La exposición continúa con una selección abrumadora de una treintena de fotografías, datadas entre las décadas de los 1920 y los 2000, que levitan literalmente sobre los muros, como muchas de sus protagonistas. Reafirman casi un siglo de la repetición de este estereotipo. Por último, encontramos la criminalización y la teatralización del gesto: de los catálogos de delincuentes a las lecciones teatrales.

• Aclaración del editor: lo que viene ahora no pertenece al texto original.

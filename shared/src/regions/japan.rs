//! Prefectures keyed by zero-padded JIS code. Unpadded codes are accepted as aliases.

use super::Region;

pub(super) const REGIONS: &[Region] = &[
    Region {
        id: "01",
        name: "Hokkaido",
    },
    Region {
        id: "02",
        name: "Aomori",
    },
    Region {
        id: "03",
        name: "Iwate",
    },
    Region {
        id: "04",
        name: "Miyagi",
    },
    Region {
        id: "05",
        name: "Akita",
    },
    Region {
        id: "06",
        name: "Yamagata",
    },
    Region {
        id: "07",
        name: "Fukushima",
    },
    Region {
        id: "08",
        name: "Ibaraki",
    },
    Region {
        id: "09",
        name: "Tochigi",
    },
    Region {
        id: "10",
        name: "Gunma",
    },
    Region {
        id: "11",
        name: "Saitama",
    },
    Region {
        id: "12",
        name: "Chiba",
    },
    Region {
        id: "13",
        name: "Tokyo",
    },
    Region {
        id: "14",
        name: "Kanagawa",
    },
    Region {
        id: "15",
        name: "Niigata",
    },
    Region {
        id: "16",
        name: "Toyama",
    },
    Region {
        id: "17",
        name: "Ishikawa",
    },
    Region {
        id: "18",
        name: "Fukui",
    },
    Region {
        id: "19",
        name: "Yamanashi",
    },
    Region {
        id: "20",
        name: "Nagano",
    },
    Region {
        id: "21",
        name: "Gifu",
    },
    Region {
        id: "22",
        name: "Shizuoka",
    },
    Region {
        id: "23",
        name: "Aichi",
    },
    Region {
        id: "24",
        name: "Mie",
    },
    Region {
        id: "25",
        name: "Shiga",
    },
    Region {
        id: "26",
        name: "Kyoto",
    },
    Region {
        id: "27",
        name: "Osaka",
    },
    Region {
        id: "28",
        name: "Hyogo",
    },
    Region {
        id: "29",
        name: "Nara",
    },
    Region {
        id: "30",
        name: "Wakayama",
    },
    Region {
        id: "31",
        name: "Tottori",
    },
    Region {
        id: "32",
        name: "Shimane",
    },
    Region {
        id: "33",
        name: "Okayama",
    },
    Region {
        id: "34",
        name: "Hiroshima",
    },
    Region {
        id: "35",
        name: "Yamaguchi",
    },
    Region {
        id: "36",
        name: "Tokushima",
    },
    Region {
        id: "37",
        name: "Kagawa",
    },
    Region {
        id: "38",
        name: "Ehime",
    },
    Region {
        id: "39",
        name: "Kochi",
    },
    Region {
        id: "40",
        name: "Fukuoka",
    },
    Region {
        id: "41",
        name: "Saga",
    },
    Region {
        id: "42",
        name: "Nagasaki",
    },
    Region {
        id: "43",
        name: "Kumamoto",
    },
    Region {
        id: "44",
        name: "Oita",
    },
    Region {
        id: "45",
        name: "Miyazaki",
    },
    Region {
        id: "46",
        name: "Kagoshima",
    },
    Region {
        id: "47",
        name: "Okinawa",
    },
];

pub(super) const ALIASES: &[(&str, &str)] = &[
    ("1", "01"),
    ("2", "02"),
    ("3", "03"),
    ("4", "04"),
    ("5", "05"),
    ("6", "06"),
    ("7", "07"),
    ("8", "08"),
    ("9", "09"),
];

Lo interesante de la revisión en clave feminista de esta muestra es que remite a la discusión de la naturaleza de la imagen y sus génesis culturales (como se hace también en la programación de La Virreina de Barcelona o en los proyectos comisariados por el fotógrafo Jorge Ribalta en el Reina Sofía).
Es deliberadamente una exposición sin mujeres artistas, ya que solo somos visibles como observadas. El TEA se ha caracterizado en los últimos años por cuestionar los mitos propios, como el de la relación isleña con el surrealismo tras la breve visita de Breton.
Las colecciones que heredamos, casi sin mujeres, al igual que las historias que se exponen, son en sí elementos de un mapa en el que se establece nuestro imaginario visual. Siempre es bueno revisarlos, sobre todo para entender quién usa y muestra los cuerpos y qué poder se les otorga a estos cuerpos y a sus imágenes.